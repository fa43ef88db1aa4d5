//! Kopia Mover Library
//!
//! Reconciliation engine for the Kopia data mover of a volume-replication
//! operator. One [`controller::mover::Mover`] is built per reconcile of a
//! replication source or destination; it provisions the scratch volumes,
//! assembles the Kopia Job and tracks it to completion.
//!
//! ## Quick Start
//!
//! ```rust
//! use kopia_mover::prelude::*;
//! ```
//!
//! This brings commonly used types and traits into scope. For more specific imports,
//! use the individual modules.

pub mod config;
pub mod constants;
pub mod controller;
pub mod crd;
pub mod observability;
pub mod prelude;
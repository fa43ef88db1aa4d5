//! # Mover Status
//!
//! Status blocks written onto the replication resource.
//!
//! Timestamps are RFC3339 strings, matching the rest of the operator's status types.

use serde::{Deserialize, Serialize};

/// Outcome of the last mover run
#[derive(Debug, Clone, Copy, PartialEq, Eq, Deserialize, Serialize, schemars::JsonSchema)]
pub enum MoverResult {
    Successful,
    Failed,
}

/// Generic mover status shared by all movers
#[derive(Debug, Clone, Default, PartialEq, Eq, Deserialize, Serialize, schemars::JsonSchema)]
#[serde(rename_all = "camelCase")]
pub struct MoverStatus {
    /// Result of the most recent Job
    #[serde(default)]
    pub result: Option<MoverResult>,
    /// Filtered tail of the most recent Job's logs
    #[serde(default)]
    pub logs: Option<String>,
    /// Human-readable explanation of the last failure
    #[serde(default)]
    pub error: Option<String>,
}

/// Repository maintenance history derived from past maintenance Jobs
#[derive(Debug, Clone, Default, PartialEq, Eq, Deserialize, Serialize, schemars::JsonSchema)]
#[serde(rename_all = "camelCase")]
pub struct MaintenanceStatus {
    /// Whether maintenance is configured for this source
    #[serde(default)]
    pub configured: bool,
    #[serde(default)]
    pub last_successful_time: Option<String>,
    #[serde(default)]
    pub last_failed_time: Option<String>,
    /// Failed maintenance runs since the most recent success
    #[serde(default)]
    pub failures_since_last_success: i32,
    /// Duration of the most recently completed maintenance run (e.g. "42s")
    #[serde(default)]
    pub last_maintenance_duration: Option<String>,
}

/// Kopia-specific status of a replication source
#[derive(Debug, Clone, Default, PartialEq, Eq, Deserialize, Serialize, schemars::JsonSchema)]
#[serde(rename_all = "camelCase")]
pub struct KopiaSourceStatus {
    /// Last time repository maintenance ran as part of a backup
    #[serde(default)]
    pub last_maintenance: Option<String>,
    #[serde(default)]
    pub maintenance_status: Option<MaintenanceStatus>,
    /// Estimated next maintenance run, for display only
    #[serde(default)]
    pub next_scheduled_maintenance: Option<String>,
}

/// One identity found in the repository
#[derive(Debug, Clone, PartialEq, Eq, Deserialize, Serialize, schemars::JsonSchema)]
#[serde(rename_all = "camelCase")]
pub struct IdentityInfo {
    /// `username@hostname`
    pub identity: String,
    pub snapshot_count: i32,
    #[serde(default)]
    pub latest_snapshot: Option<String>,
}

/// Kopia-specific status of a replication destination
#[derive(Debug, Clone, Default, PartialEq, Eq, Deserialize, Serialize, schemars::JsonSchema)]
#[serde(rename_all = "camelCase")]
pub struct KopiaDestinationStatus {
    /// Identity the restore looked for (`username@hostname`)
    #[serde(default)]
    pub requested_identity: Option<String>,
    /// Identities found in the repository when the requested one had no snapshots
    #[serde(default)]
    pub available_identities: Vec<IdentityInfo>,
    #[serde(default)]
    pub discovery_message: Option<String>,
}
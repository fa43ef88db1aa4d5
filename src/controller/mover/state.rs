//! # Job State
//!
//! Classifies the mover Job into the states `synchronize` acts on.

use k8s_openapi::api::batch::v1::Job;

/// Where a mover is in its lifecycle
#[derive(Debug, Clone, Copy, PartialEq, Eq)]
pub enum MoverState {
    /// No Job exists
    NotStarted,
    /// Volumes, secrets or references are not ready
    PrerequisitesPending,
    JobRunning,
    JobSucceeded,
    /// Pods failed but the Job is within its backoff limit
    JobFailedRetryable { failed: i32 },
    /// Backoff limit reached; the Job must be deleted and recreated
    JobFailedTerminal { failed: i32 },
}

impl MoverState {
    /// State after the orchestrator deleted an exhausted Job
    #[must_use]
    pub fn after_reset(self) -> MoverState {
        match self {
            MoverState::JobFailedTerminal { .. } => MoverState::NotStarted,
            other => other,
        }
    }
}

/// Classify a Job against the backoff limit
///
/// Exhaustion wins over success. A `Failed` condition (deadline exceeded,
/// pod failure policy) also counts as exhausted.
#[must_use]
pub fn classify_job(job: Option<&Job>, backoff_limit: i32) -> MoverState {
    let Some(job) = job else {
        return MoverState::NotStarted;
    };
    let Some(status) = job.status.as_ref() else {
        return MoverState::JobRunning;
    };

    let failed = status.failed.unwrap_or(0);
    let failed_condition = status
        .conditions
        .as_ref()
        .is_some_and(|c| c.iter().any(|c| c.type_ == "Failed" && c.status == "True"));

    if failed >= backoff_limit || failed_condition {
        return MoverState::JobFailedTerminal { failed };
    }
    if status.succeeded.unwrap_or(0) > 0 {
        return MoverState::JobSucceeded;
    }
    if failed > 0 {
        return MoverState::JobFailedRetryable { failed };
    }
    MoverState::JobRunning
}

* * *

What needs to be done:
Word for word, print the listing above once more.

Exercise solution:
repository fa43ef88db1aa4d5
//! Kopia Mover Library
//!
//! Reconciliation engine for the Kopia data mover of a volume-replication
//! operator. One [`controller::mover::Mover`] is built per reconcile of a
//! replication source or destination; it provisions the scratch volumes,
//! assembles the Kopia Job and tracks it to completion.
//!
//! ## Quick Start
//!
//! ```rust
//! use kopia_mover::prelude::*;
//! ```
//!
//! This brings commonly used types and traits into scope. For more specific imports,
//! use the individual modules.

pub mod config;
pub mod constants;
pub mod controller;
pub mod crd;
pub mod observability;
pub mod prelude;
repository fa43ef88db1aa4d5
//! # Mover Status
//!
//! Status blocks written onto the replication resource.
//!
//! Timestamps are RFC3339 strings, matching the rest of the operator's status types.

use serde::{Deserialize, Serialize};

/// Outcome of the last mover run
#[derive(Debug, Clone, Copy, PartialEq, Eq, Deserialize, Serialize, schemars::JsonSchema)]
pub enum MoverResult {
    Successful,
    Failed,
}

/// Generic mover status shared by all movers
#[derive(Debug, Clone, Default, PartialEq, Eq, Deserialize, Serialize, schemars::JsonSchema)]
#[serde(rename_all = "camelCase")]
pub struct MoverStatus {
    /// Result of the most recent Job
    #[serde(default)]
    pub result: Option<MoverResult>,
    /// Filtered tail of the most recent Job's logs
    #[serde(default)]
    pub logs: Option<String>,
    /// Human-readable explanation of the last failure
    #[serde(default)]
    pub error: Option<String>,
}

/// Repository maintenance history derived from past maintenance Jobs
#[derive(Debug, Clone, Default, PartialEq, Eq, Deserialize, Serialize, schemars::JsonSchema)]
#[serde(rename_all = "camelCase")]
pub struct MaintenanceStatus {
    /// Whether maintenance is configured for this source
    #[serde(default)]
    pub configured: bool,
    #[serde(default)]
    pub last_successful_time: Option<String>,
    #[serde(default)]
    pub last_failed_time: Option<String>,
    /// Failed maintenance runs since the most recent success
    #[serde(default)]
    pub failures_since_last_success: i32,
    /// Duration of the most recently completed maintenance run (e.g. "42s")
    #[serde(default)]
    pub last_maintenance_duration: Option<String>,
}

/// Kopia-specific status of a replication source
#[derive(Debug, Clone, Default, PartialEq, Eq, Deserialize, Serialize, schemars::JsonSchema)]
#[serde(rename_all = "camelCase")]
pub struct KopiaSourceStatus {
    /// Last time repository maintenance ran as part of a backup
    #[serde(default)]
    pub last_maintenance: Option<String>,
    #[serde(default)]
    pub maintenance_status: Option<MaintenanceStatus>,
    /// Estimated next maintenance run, for display only
    #[serde(default)]
    pub next_scheduled_maintenance: Option<String>,
}

/// One identity found in the repository
#[derive(Debug, Clone, PartialEq, Eq, Deserialize, Serialize, schemars::JsonSchema)]
#[serde(rename_all = "camelCase")]
pub struct IdentityInfo {
    /// `username@hostname`
    pub identity: String,
    pub snapshot_count: i32,
    #[serde(default)]
    pub latest_snapshot: Option<String>,
}

/// Kopia-specific status of a replication destination
#[derive(Debug, Clone, Default, PartialEq, Eq, Deserialize, Serialize, schemars::JsonSchema)]
#[serde(rename_all = "camelCase")]
pub struct KopiaDestinationStatus {
    /// Identity the restore looked for (`username@hostname`)
    #[serde(default)]
    pub requested_identity: Option<String>,
    /// Identities found in the repository when the requested one had no snapshots
    #[serde(default)]
    pub available_identities: Vec<IdentityInfo>,
    #[serde(default)]
    pub discovery_message: Option<String>,
}
repository fa43ef88db1aa4d5
filename src/controller/mover/state.rs
//! # Job State
//!
//! Classifies the mover Job into the states `synchronize` acts on.

use k8s_openapi::api::batch::v1::Job;

/// Where a mover is in its lifecycle
#[derive(Debug, Clone, Copy, PartialEq, Eq)]
pub enum MoverState {
    /// No Job exists
    NotStarted,
    /// Volumes, secrets or references are not ready
    PrerequisitesPending,
    JobRunning,
    JobSucceeded,
    /// Pods failed but the Job is within its backoff limit
    JobFailedRetryable { failed: i32 },
    /// Backoff limit reached; the Job must be deleted and recreated
    JobFailedTerminal { failed: i32 },
}

impl MoverState {
    /// State after the orchestrator deleted an exhausted Job
    #[must_use]
    pub fn after_reset(self) -> MoverState {
        match self {
            MoverState::JobFailedTerminal { .. } => MoverState::NotStarted,
            other => other,
        }
    }
}

/// Classify a Job against the backoff limit
///
/// Exhaustion wins over success. A `Failed` condition (deadline exceeded,
/// pod failure policy) also counts as exhausted.
#[must_use]
pub fn classify_job(job: Option<&Job>, backoff_limit: i32) -> MoverState {
    let Some(job) = job else {
        return MoverState::NotStarted;
    };
    let Some(status) = job.status.as_ref() else {
        return MoverState::JobRunning;
    };

    let failed = status.failed.unwrap_or(0);
    let failed_condition = status
        .conditions
        .as_ref()
        .is_some_and(|c| c.iter().any(|c| c.type_ == "Failed" && c.status == "True"));

    if failed >= backoff_limit || failed_condition {
        return MoverState::JobFailedTerminal { failed };
    }
    if status.succeeded.unwrap_or(0) > 0 {
        return MoverState::JobSucceeded;
    }
    if failed > 0 {
        return MoverState::JobFailedRetryable { failed };
    }
    MoverState::JobRunning
}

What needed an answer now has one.